## Material to process
::::::

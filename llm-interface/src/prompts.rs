//! Prompt texts for the two model-assisted stages.

use trendcast_core::{OptimizedIdea, RawIdea};

pub const IDEA_MAX_TOKENS: u32 = 300;
pub const SCRIPT_MAX_TOKENS: u32 = 4500;

pub fn idea_prompt(raw: &RawIdea) -> String {
    format!(
        r#"You are a YouTube video strategist for coding/tech content.
Optimize this web-sourced idea into a viral video concept:

Source: {source}
Title: {title}
Description: {description}
Keywords: {keywords}

Return ONLY a JSON response (no markdown, no extra text) with:
{{
    "title": "Compelling 50-60 char video title",
    "hook": "Attention-grabbing opening hook (100 chars max)",
    "keyword": "Primary keyword for SEO",
    "viral_elements": ["element1", "element2", "element3"],
    "viral_score": <85-99>
}}"#,
        source = raw.source.label(),
        title = raw.title,
        description = raw.description,
        keywords = raw.keywords,
    )
}

pub fn script_prompt(idea: &OptimizedIdea, category: &str) -> String {
    let keyword = &idea.keyword;
    format!(
        r#"You are an EXPERT YouTube video scriptwriter for VIRAL long-form coding/tech content (10-12 minutes).
Create a COMPLETELY UNIQUE script tailored to {keyword} and the latest trends.

TOPIC: {title}
KEYWORD: {keyword}
CATEGORY: {category}
VIRAL SCORE: {score}/100
OPENING HOOK: {hook}

MANDATORY STRUCTURE (exactly 11 scenes, in this order):
1. HOOK (30 sec): Shocking stat, contrarian take, or curiosity gap about {keyword}
2. PATTERN INTERRUPT (45 sec): Unexpected twist that reframes the narrative
3. PAIN POINT (90 sec): Relatable developer struggle with {keyword}
4. SOLUTION TEASER (60 sec): Hint at what's coming, build suspense
5. MICRO-LESSON 1 (90 sec): Deep dive into the first concept with real-world value
6. MICRO-LESSON 2 (90 sec): Build complexity, include a company example
7. MISTAKES EXPOSE (75 sec): Common errors and their costly consequences
8. IMPLEMENTATION (90 sec): Step-by-step but engaging
9. RESULTS (75 sec): Impressive outcomes and transformation
10. ADVANCED INSIGHTS (60 sec): Premium technique most devs don't know
11. CTA (30 sec): Subscribe, community, next video teaser

IMAGE PROMPTS: ultra-specific, cinematic, professional production quality.
NARRATION: conversational, pattern interrupts, micro-stories, emotional hooks.

Return ONLY valid JSON (no markdown, no extra text):
{{
    "title": "{title}",
    "description": "SEO description mentioning {keyword}",
    "scenes": [
        {{"number": 1, "duration": 30, "type": "hook", "image_prompt": "ULTRA-SPECIFIC visual", "narration": "Shocking hook"}},
        ... (10 more scenes)
    ]
}}"#,
        keyword = keyword,
        title = idea.title,
        category = category,
        score = idea.viral_score,
        hook = idea.hook,
    )
}
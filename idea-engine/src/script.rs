use crate::template::{category_of, template_description, template_image_prompt, template_script};
use llm_interface::prompts::{script_prompt, SCRIPT_MAX_TOKENS};
use llm_interface::{parse_reply, LlmProvider};
use serde::Deserialize;
use serde_json::Value;
use tracing::{info, warn};
use trendcast_core::{ErrorExt, FallbackReason, Generated, OptimizedIdea, Scene, SceneKind, Script};

#[derive(Debug, Deserialize)]
struct ModelScript {
    title: Option<String>,
    description: Option<String>,
    scenes: Vec<ModelScene>,
}

#[derive(Debug, Deserialize)]
struct ModelScene {
    #[serde(default, alias = "image-prompt")]
    image_prompt: Option<String>,
    #[serde(default)]
    narration: Option<String>,
    #[serde(default)]
    duration: Option<Value>,
}

pub struct ScriptExpander<P> {
    provider: Option<P>,
}

impl<P: LlmProvider> ScriptExpander<P> {
    pub fn new(provider: Option<P>) -> Self {
        Self { provider }
    }

    pub async fn expand(&self, idea: &OptimizedIdea, use_model: bool) -> Generated<Script> {
        let provider = match (&self.provider, use_model) {
            (Some(provider), true) => provider,
            _ => {
                info!("Using template script for: {}", idea.title);
                return Generated::Fallback(template_script(idea), FallbackReason::ModelDisabled);
            }
        };

        let prompt = script_prompt(idea, category_of(idea));
        let reply = match provider.complete(&prompt, SCRIPT_MAX_TOKENS).await {
            Ok(reply) => reply,
            Err(e) => {
                e.log_warn();
                return Generated::Fallback(template_script(idea), FallbackReason::call_failed(&e));
            }
        };

        match Self::from_reply(idea, &reply) {
            Ok(script) => {
                info!("Model wrote a {}-scene script for: {}", script.scenes.len(), idea.title);
                Generated::Ok(script)
            }
            Err(details) => {
                warn!("Discarding model script for '{}': {}", idea.title, details);
                Generated::Fallback(template_script(idea), FallbackReason::malformed(details))
            }
        }
    }

    /// Parses and normalises a model reply onto the canonical schedule.
    fn from_reply(idea: &OptimizedIdea, reply: &str) -> Result<Script, String> {
        let answer: ModelScript = parse_reply(reply).map_err(|e| e.to_string())?;

        if answer.scenes.len() != Script::SCENE_COUNT {
            return Err(format!(
                "expected {} scenes, got {}",
                Script::SCENE_COUNT,
                answer.scenes.len()
            ));
        }

        let mut scenes = Vec::with_capacity(Script::SCENE_COUNT);
        for (kind, scene) in SceneKind::ALL.iter().zip(answer.scenes) {
            let narration = scene
                .narration
                .map(|text| text.trim().to_string())
                .filter(|text| !text.is_empty())
                .ok_or_else(|| format!("scene {} has no narration", kind.number()))?;
            let image_prompt = scene
                .image_prompt
                .map(|text| text.trim().to_string())
                .filter(|text| !text.is_empty())
                .unwrap_or_else(|| template_image_prompt(*kind, idea));
            let duration = scene
                .duration
                .as_ref()
                .and_then(duration_from_value)
                .unwrap_or_else(|| kind.default_duration());

            scenes.push(Scene::new(*kind, duration, image_prompt, narration));
        }

        let title = answer
            .title
            .filter(|title| !title.trim().is_empty())
            .unwrap_or_else(|| idea.title.clone());
        let description = answer
            .description
            .filter(|description| !description.trim().is_empty())
            .unwrap_or_else(|| template_description(idea));

        Ok(Script::new(title, description, scenes))
    }
}

fn duration_from_value(value: &Value) -> Option<u32> {
    let seconds = match value {
        Value::Number(number) => number.as_u64(),
        Value::String(text) => text.trim().parse::<u64>().ok(),
        _ => None,
    }?;
    u32::try_from(seconds).ok().filter(|seconds| *seconds > 0)
}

::::::

## Task to carry out
Make a copy of each line in the records that has the word "LlmProvider".

## Solution to this problem
use llm_interface::{parse_reply, LlmProvider};
impl<P: LlmProvider> ScriptExpander<P> {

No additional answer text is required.